Description of the task: For each line of the listing below that contains the string "abort", copy the line.

Information provided:
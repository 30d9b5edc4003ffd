//! Domain error types
//!
//! This module defines the error hierarchy for Cairn.
//! All errors are domain-specific and don't expose third-party types.

use crate::domain::schema::FieldViolation;
use thiserror::Error;

/// Main Cairn error type
///
/// This is the primary error type used throughout the service core.
/// Variants follow the failure classes of the dataset update workflow:
/// errors raised before the commit abort the whole operation, errors
/// raised after it are logged by the caller and never surfaced.
#[derive(Debug, Error)]
pub enum RepositoryError {
    /// Unauthenticated caller or missing permission
    #[error("Authorization error: {0}")]
    Authorization(String),

    /// Dataset is held by a conflicting operation
    #[error("Lock conflict: {0}")]
    LockConflict(String),

    /// Malformed field data (strict mode) or unknown entities in the request
    #[error("Validation error: {message}")]
    Validation {
        /// Summary message
        message: String,
        /// Field-level detail
        violations: Vec<FieldViolation>,
    },

    /// Persistence store errors
    #[error("Persistence error: {0}")]
    Persistence(#[from] PersistenceError),

    /// Persistent identifier errors
    #[error("Identifier error: {0}")]
    Identifier(#[from] IdentifierError),

    /// Configuration-related errors
    #[error("Configuration error: {0}")]
    Configuration(String),

    /// Search index errors
    #[error("Index error: {0}")]
    Index(String),

    /// Metadata export errors
    #[error("Export error: {0}")]
    Export(String),

    /// Notification or mail delivery errors
    #[error("Notification error: {0}")]
    Notification(String),

    /// Serialization/deserialization errors
    #[error("Serialization error: {0}")]
    Serialization(String),

    /// I/O errors
    #[error("I/O error: {0}")]
    Io(String),

    /// Generic errors with context
    #[error("{0}")]
    Other(String),
}

impl RepositoryError {
    /// Creates a validation error without field-level detail
    pub fn validation(message: impl Into<String>) -> Self {
        RepositoryError::Validation {
            message: message.into(),
            violations: Vec::new(),
        }
    }

    /// Returns true for errors that abort an operation before any mutation
    pub fn is_precondition_failure(&self) -> bool {
        matches!(
            self,
            RepositoryError::Authorization(_)
                | RepositoryError::LockConflict(_)
                | RepositoryError::Validation { .. }
        )
    }
}

/// Persistence store errors
///
/// These errors don't expose the database driver types.
#[derive(Debug, Error)]
pub enum PersistenceError {
    /// Failed to connect to the store
    #[error("Failed to connect to store: {0}")]
    ConnectionFailed(String),

    /// Entity not found
    #[error("Entity not found: {0}")]
    NotFound(String),

    /// Unique or foreign key constraint violated
    #[error("Constraint violation: {0}")]
    ConstraintViolation(String),

    /// Query failed
    #[error("Query failed: {0}")]
    QueryFailed(String),

    /// Transaction could not be committed
    #[error("Commit failed: {0}")]
    CommitFailed(String),

    /// Stored document could not be decoded
    #[error("Corrupt record: {0}")]
    CorruptRecord(String),
}

/// Persistent identifier errors
#[derive(Debug, Error)]
pub enum IdentifierError {
    /// Registry reported that the identifier is already taken
    #[error("Identifier already exists: {0}")]
    Collision(String),

    /// Registry unreachable or transport failure
    #[error("Identifier registry unavailable: {0}")]
    RegistryUnavailable(String),

    /// Registry answered with something we could not interpret
    #[error("Invalid registry response: {0}")]
    InvalidResponse(String),

    /// No candidate identifier could be produced
    #[error("Identifier generation failed: {0}")]
    GenerationFailed(String),

    /// Malformed global identifier string
    #[error("Invalid global identifier: {0}")]
    InvalidGlobalId(String),
}

// Conversion from std::io::Error
impl From<std::io::Error> for RepositoryError {
    fn from(err: std::io::Error) -> Self {
        RepositoryError::Io(err.to_string())
    }
}

// Conversion from serde_json::Error
impl From<serde_json::Error> for RepositoryError {
    fn from(err: serde_json::Error) -> Self {
        RepositoryError::Serialization(err.to_string())
    }
}

// Conversion from toml parse errors
impl From<toml::de::Error> for RepositoryError {
    fn from(err: toml::de::Error) -> Self {
        RepositoryError::Configuration(format!("TOML parse error: {err}"))
    }
}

Answer to the problem:
/// errors raised before the commit abort the whole operation, errors
    /// Returns true for errors that abort an operation before any mutation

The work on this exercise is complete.